Sauer 100 Pantera .308 stalking rifle
This compact, fast-handling rifle from Sauer's Model 100 series suits both woodland stalking and static shooting at range, says Bruce Potts
Sauer 100 Pantera .308 stalking rifle
Overall Rating: 90%
Price as reviewed: £829
Designed as a compact, longer-range, fast-handling rifle, the Pantera — from Sauer’s Model 100 series — is equally good in the field. The manufacturer’s Model 100 rifles range from walnut-stocked classic to laminate, synthetic and camo-clad variants, but the one on test was the dual-role Pantera in .308 Win, which doubles as a compact tactical and sporting arm.
Calibre choice is from .223 to .300 Win Mag so the gun can handle anything from foxes to big game, the barrel lengthening from 20in to 22in for the magnums with a weight increase of less than 0.1kg. It is fitted with the excellent Minox ZP5 scope and Tier One precision scope mounts.
Need to know
Manufacturer: JP Sauer & Son
Model: Model 1009 Pantera
Type: Bolt action
Overall length: 39.5in
Barrel length: 20in
Calibre: .308 Win
Finish: Matt black Cerakote
Magazine: Detachable, five shot
Stock: Adjustable synthetic hybrid
Trigger: Single-stage adjustable
Safety: Three position
Sights: None, one-piece Picatinny scope rail
Importer: Blaser Sporting UK, tel 01483 917412
- Being lightweight, waterproof and great to handle, the stock is excellent for woodland hunters, but the fact it has a wider fore-end and adjustable cheekpiece also means it is good for more considered longer shots from a static position.
- Made from a tough, durable but non-flexible synthetic, the stock has a textured surface that provides good grip in any position, even on a freezing morning stalk in Scotland.
- The fore-end has a wide beavertail-type design and a relatively flat base that holds two quick-detach swivel studs for bipod and sling attachment. There are also three slotted vents through the fore-end to allow a good degree of barrel cooling, as well as finger grooves for extra grip.
- The action is bedded using Sauer’s Ever Rest bedding method, which ensures a consistent union between the action and stock for maximum accuracy.
- I love the pistol-grip area as it is perfectly dimensioned for me. It has an open design, allowing instant hold when stalking. Nearly vertical, the pistol grip feels very natural and comfortable, whatever your hand size.
- It also has a wide form extenuated by a right-sided palm swell which, for me, gave a perfect steady grip. But its design does not preclude it from use in the opposite shoulder.
- The butt section is scalloped for extra grip from a rested position or on sticks, with a cut-away beneath so the supporting hand can be used to steady the rifle.

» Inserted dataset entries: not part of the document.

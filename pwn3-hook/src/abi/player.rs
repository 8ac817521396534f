//! Player handle over host memory.

use super::symbols::HostMethods;
use super::PWN3_LAYOUT;
use pwn3_core::{HostError, PlayerView, Vector3};
use std::ffi::{c_void, CStr};
use std::marker::PhantomData;
use std::ptr::NonNull;

/// Borrowed, non-owning view of the host's `Player`.
///
/// Valid for one hook invocation only. Speed writes go straight to the fixed
/// field offsets; position and name go through the host's own methods.
pub struct PlayerHandle<'a> {
    player: NonNull<u8>,
    methods: &'a HostMethods,
    _borrow: PhantomData<&'a mut ()>,
}

impl<'a> PlayerHandle<'a> {
    /// Wrap a `Player*`.
    ///
    /// # Safety
    /// `player` must be null or point at a live `Player` of the supported
    /// build, and stay valid for `'a`.
    pub unsafe fn from_raw(player: *mut c_void, methods: &'a HostMethods) -> Result<Self, HostError> {
        let player = NonNull::new(player.cast::<u8>()).ok_or(HostError::NullPlayer)?;
        Ok(Self {
            player,
            methods,
            _borrow: PhantomData,
        })
    }

    /// Wrap the `IPlayer*` stored in a world, stepping back to the `Player`.
    ///
    /// # Safety
    /// `iplayer` must be null or point at the `IPlayer` sub-object of a live
    /// `Player`, valid for `'a`.
    pub unsafe fn from_interface(
        iplayer: *mut c_void,
        methods: &'a HostMethods,
    ) -> Result<Self, HostError> {
        if iplayer.is_null() {
            return Err(HostError::NoActivePlayer);
        }
        // SAFETY: the IPlayer sub-object lives `iplayer_base` bytes into the
        // Player allocation.
        let player = unsafe { iplayer.cast::<u8>().sub(PWN3_LAYOUT.iplayer_base) };
        unsafe { Self::from_raw(player.cast(), methods) }
    }

    #[inline]
    fn this(&self) -> *mut c_void {
        self.player.as_ptr().cast()
    }

    /// # Safety
    /// `offset` must be the offset of an `f32` field of `Player`.
    #[inline]
    unsafe fn write_f32(&mut self, offset: usize, value: f32) {
        unsafe { self.player.as_ptr().add(offset).cast::<f32>().write(value) }
    }
}

impl PlayerView for PlayerHandle<'_> {
    fn set_walk_speed(&mut self, speed: f32) {
        // SAFETY: layout contract.
        unsafe { self.write_f32(PWN3_LAYOUT.walking_speed, speed) }
    }

    fn set_jump_speed(&mut self, speed: f32) {
        // SAFETY: layout contract.
        unsafe { self.write_f32(PWN3_LAYOUT.jump_speed, speed) }
    }

    fn position(&self) -> Vector3 {
        // SAFETY: `Player` starts with its `Actor` base, so `this` is a valid
        // `Actor*` for the host method.
        unsafe { (self.methods.get_position)(self.this()) }
    }

    fn set_position(&mut self, position: Vector3) {
        // SAFETY: as above; the host copies the vector before returning.
        unsafe { (self.methods.set_position)(self.this(), &position) }
    }

    fn name(&self) -> String {
        // SAFETY: the host returns null or a NUL-terminated string it owns.
        unsafe {
            let name = (self.methods.player_name)(self.this());
            if name.is_null() {
                return String::new();
            }
            CStr::from_ptr(name).to_string_lossy().into_owned()
        }
    }
}
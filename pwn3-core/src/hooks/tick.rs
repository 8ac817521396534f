//! Tick Hook
//!
//! Replaces the host's world tick. The host's own per-tick writes to the
//! speed fields have already happened by the time this runs, so whatever is
//! written here is what the host sees for the rest of the tick. Physics
//! (gravity, input integration) runs elsewhere and is not delegated to.

use crate::error::HostError;
use crate::host::{PlayerView, WorldView};
use crate::tunables::Tunables;

/// Push `tunables` into the world's active player.
///
/// # Arguments
/// * `world` - Freshly resolved world; never cached across ticks
/// * `tunables` - Snapshot of the tunables for this tick
///
/// # Errors
/// [`HostError::NoActivePlayer`] if nobody is in game. Nothing is written in
/// that case.
pub fn on_tick<W: WorldView>(world: &mut W, tunables: &Tunables) -> Result<(), HostError> {
    let mut player = world.active_player().ok_or(HostError::NoActivePlayer)?;

    player.set_walk_speed(tunables.walk_speed());
    player.set_jump_speed(tunables.jump_speed());

    if let Some(target) = tunables.freeze_target() {
        player.set_position(target);
    }

    Ok(())
}
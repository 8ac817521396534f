//! Chat Hook
//!
//! Echoes every chat line to standard output and applies any command it
//! carries. Malformed arguments and unknown commands are silently ignored
//! after the echo. Output failures are logged and never stop a command from
//! being applied.

use crate::commands::{teleport_target, ChatCommand};
use crate::host::PlayerView;
use crate::tunables::Tunables;
use std::io::{self, Write};

/// Handle one chat line from the local player.
///
/// # Arguments
/// * `player` - The player that sent the line
/// * `message` - The line as typed, in the host's bytes
/// * `tunables` - Tunables to update
/// * `out` - Where the echo and `gp` output go (standard output in the host)
///
/// # Returns
/// The command that was applied, if the line was one.
pub fn on_chat<P, O>(
    player: &mut P,
    message: &[u8],
    tunables: &mut Tunables,
    out: &mut O,
) -> Option<ChatCommand>
where
    P: PlayerView + ?Sized,
    O: Write + ?Sized,
{
    log_output(echo(out, &player.name(), message));

    // Prefixes are ASCII, so lossy decoding never changes which command matches.
    let text = String::from_utf8_lossy(message);
    let Some(command) = ChatCommand::parse(&text) else {
        log_output(out.flush());
        return None;
    };

    if !command.is_complete() {
        log::debug!("Incomplete arguments in chat command {:?}", text);
    }

    match command {
        ChatCommand::Teleport(coords) => {
            if let Some(target) = teleport_target(coords, player.position()) {
                player.set_position(target);
            }
        }
        ChatCommand::RaiseZ(Some(dz)) => {
            let position = player.position().raised(dz);
            player.set_position(position);
        }
        ChatCommand::ToggleFreeze => {
            let frozen = tunables.toggle_freeze(player.position());
            log::info!(
                "Freeze {} at {}",
                if frozen { "on" } else { "off" },
                tunables.frozen_position()
            );
        }
        ChatCommand::SetJumpSpeed(Some(speed)) => tunables.set_jump_speed(speed),
        ChatCommand::SetWalkSpeed(Some(speed)) => tunables.set_walk_speed(speed),
        ChatCommand::PrintPosition => {
            log_output(writeln!(out, "<Position> {}", player.position()));
        }
        ChatCommand::RaiseZ(None)
        | ChatCommand::SetJumpSpeed(None)
        | ChatCommand::SetWalkSpeed(None) => {}
    }

    log::debug!("Tunables after {:?}: {}", command, tunables.to_json());
    log_output(out.flush());
    Some(command)
}

/// `[name] -> "message"` with the message bytes written as received.
fn echo<O: Write + ?Sized>(out: &mut O, name: &str, message: &[u8]) -> io::Result<()> {
    write!(out, "[{}] -> \"", name)?;
    out.write_all(message)?;
    out.write_all(b"\"\n")
}

fn log_output(result: io::Result<()>) {
    if let Err(err) = result {
        log::debug!("Chat output failed: {}", err);
    }
}
//! Vector Math
//!
//! `Vector3` mirrors the host's own three-float vector byte for byte, so it can
//! be passed to and returned from host methods directly. `z` is the vertical
//! axis.

use serde::Serialize;
use std::fmt;

/// Three `f32` components in host layout.
#[repr(C)]
#[derive(Debug, Clone, Copy, Default, PartialEq, Serialize)]
pub struct Vector3 {
    pub x: f32,
    pub y: f32,
    pub z: f32,
}

impl Vector3 {
    pub const ZERO: Vector3 = Vector3::new(0.0, 0.0, 0.0);

    #[inline]
    pub const fn new(x: f32, y: f32, z: f32) -> Self {
        Self { x, y, z }
    }

    /// Copy of `self` moved `dz` along the vertical axis.
    #[inline]
    pub fn raised(self, dz: f32) -> Self {
        Self {
            z: self.z + dz,
            ..self
        }
    }
}

/// Space separated with six fractional digits, the way `%f` prints.
impl fmt::Display for Vector3 {
    fn fmt(&self, f: &mut fmt::Formatter<'_>) -> fmt::Result {
        write!(f, "{:.6} {:.6} {:.6}", self.x, self.y, self.z)
    }
}
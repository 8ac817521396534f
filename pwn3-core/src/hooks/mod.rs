//! Hook Logic
//!
//! The bodies of the two callbacks the host drives. Both are synchronous,
//! bounded by a handful of field accesses, and called on the host's main
//! thread only, never interleaved.
//!
//! - [`tick::on_tick`] runs as the host's per-tick world update and pushes the
//!   tunables into the active player.
//! - [`chat::on_chat`] runs for every chat line the local player submits and
//!   updates the tunables.

pub mod chat;
pub mod tick;

pub use chat::on_chat;
pub use tick::on_tick;
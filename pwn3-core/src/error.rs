//! Host Access Errors
//!
//! Failures that can occur while reaching into the host's object graph. None
//! of these ever travel back into the host: the hooks log them and return.

use thiserror::Error;

/// Reasons the host's world or player could not be reached.
#[derive(Error, Debug, Clone, PartialEq, Eq)]
pub enum HostError {
    /// A symbol the module depends on is not exported by any later module.
    ///
    /// Happens when the module is loaded into something other than the game
    /// client, or before the game logic library is mapped.
    #[error("host symbol `{symbol}` not found")]
    SymbolMissing { symbol: String },

    /// `GameWorld` exists but does not point at a world yet.
    #[error("host world pointer is null")]
    NullWorld,

    /// The world exists but nobody is controlling a player.
    #[error("world has no active player")]
    NoActivePlayer,

    /// The host invoked a player callback with a null `this`.
    #[error("player pointer is null")]
    NullPlayer,
}

impl HostError {
    /// Whether this error is the ordinary state of a client that is not in
    /// game yet (main menu, loading screen), as opposed to a broken host.
    pub fn is_transient(&self) -> bool {
        matches!(self, HostError::NullWorld | HostError::NoActivePlayer)
    }
}
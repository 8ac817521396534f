//! Logger setup.
//!
//! Standard output belongs to the chat echo, so log records go to stderr.
//! The logger is installed lazily on the first host callback.

use std::sync::Once;

/// Environment variable holding an `env_logger` filter, e.g. `debug`.
pub const LOG_ENV: &str = "PWN3_TRAINER_LOG";

const DEFAULT_FILTER: &str = "warn";

static INIT: Once = Once::new();

/// Install the logger if nothing has yet. Cheap after the first call.
pub fn init() {
    INIT.call_once(|| {
        let env = env_logger::Env::new().filter_or(LOG_ENV, DEFAULT_FILTER);
        // Another logger may already be installed by the test harness.
        let _ = env_logger::Builder::from_env(env)
            .target(env_logger::Target::Stderr)
            .format_timestamp_millis()
            .try_init();

        log::info!(
            "{} {} loaded into pid {}",
            env!("CARGO_PKG_NAME"),
            env!("CARGO_PKG_VERSION"),
            std::process::id()
        );
    });
}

- The cheekpiece is of an elevating type so a perfect fit and eye alignment to the scope is possible. Simply loosen two thumb screws to the right of the stock and the 6in-long cheekpiece rises to a maximum of 1in on two aluminium pillars. You do, however, have to lower this if you want to remove the bolt from the action for cleaning.
- The curved rubber recoil pad can also be adjusted by slackening the central retaining Allen screw.
Action and barrel
- The Pantera features the typical Sauer cold hammer-forged steel barrel for excellent precision, with few, if any, tooling marks on the rifling.
- It is compact at 20in long, with a 17mm/1 thread pitch and 11° muzzle crown, and tapers to 0.75 of an inch at the muzzle.
- To reduce weight and aid cooling it is fluted from 2in from the receiver ring and 1.75in from the muzzle, with eight evenly distributed cut flutes.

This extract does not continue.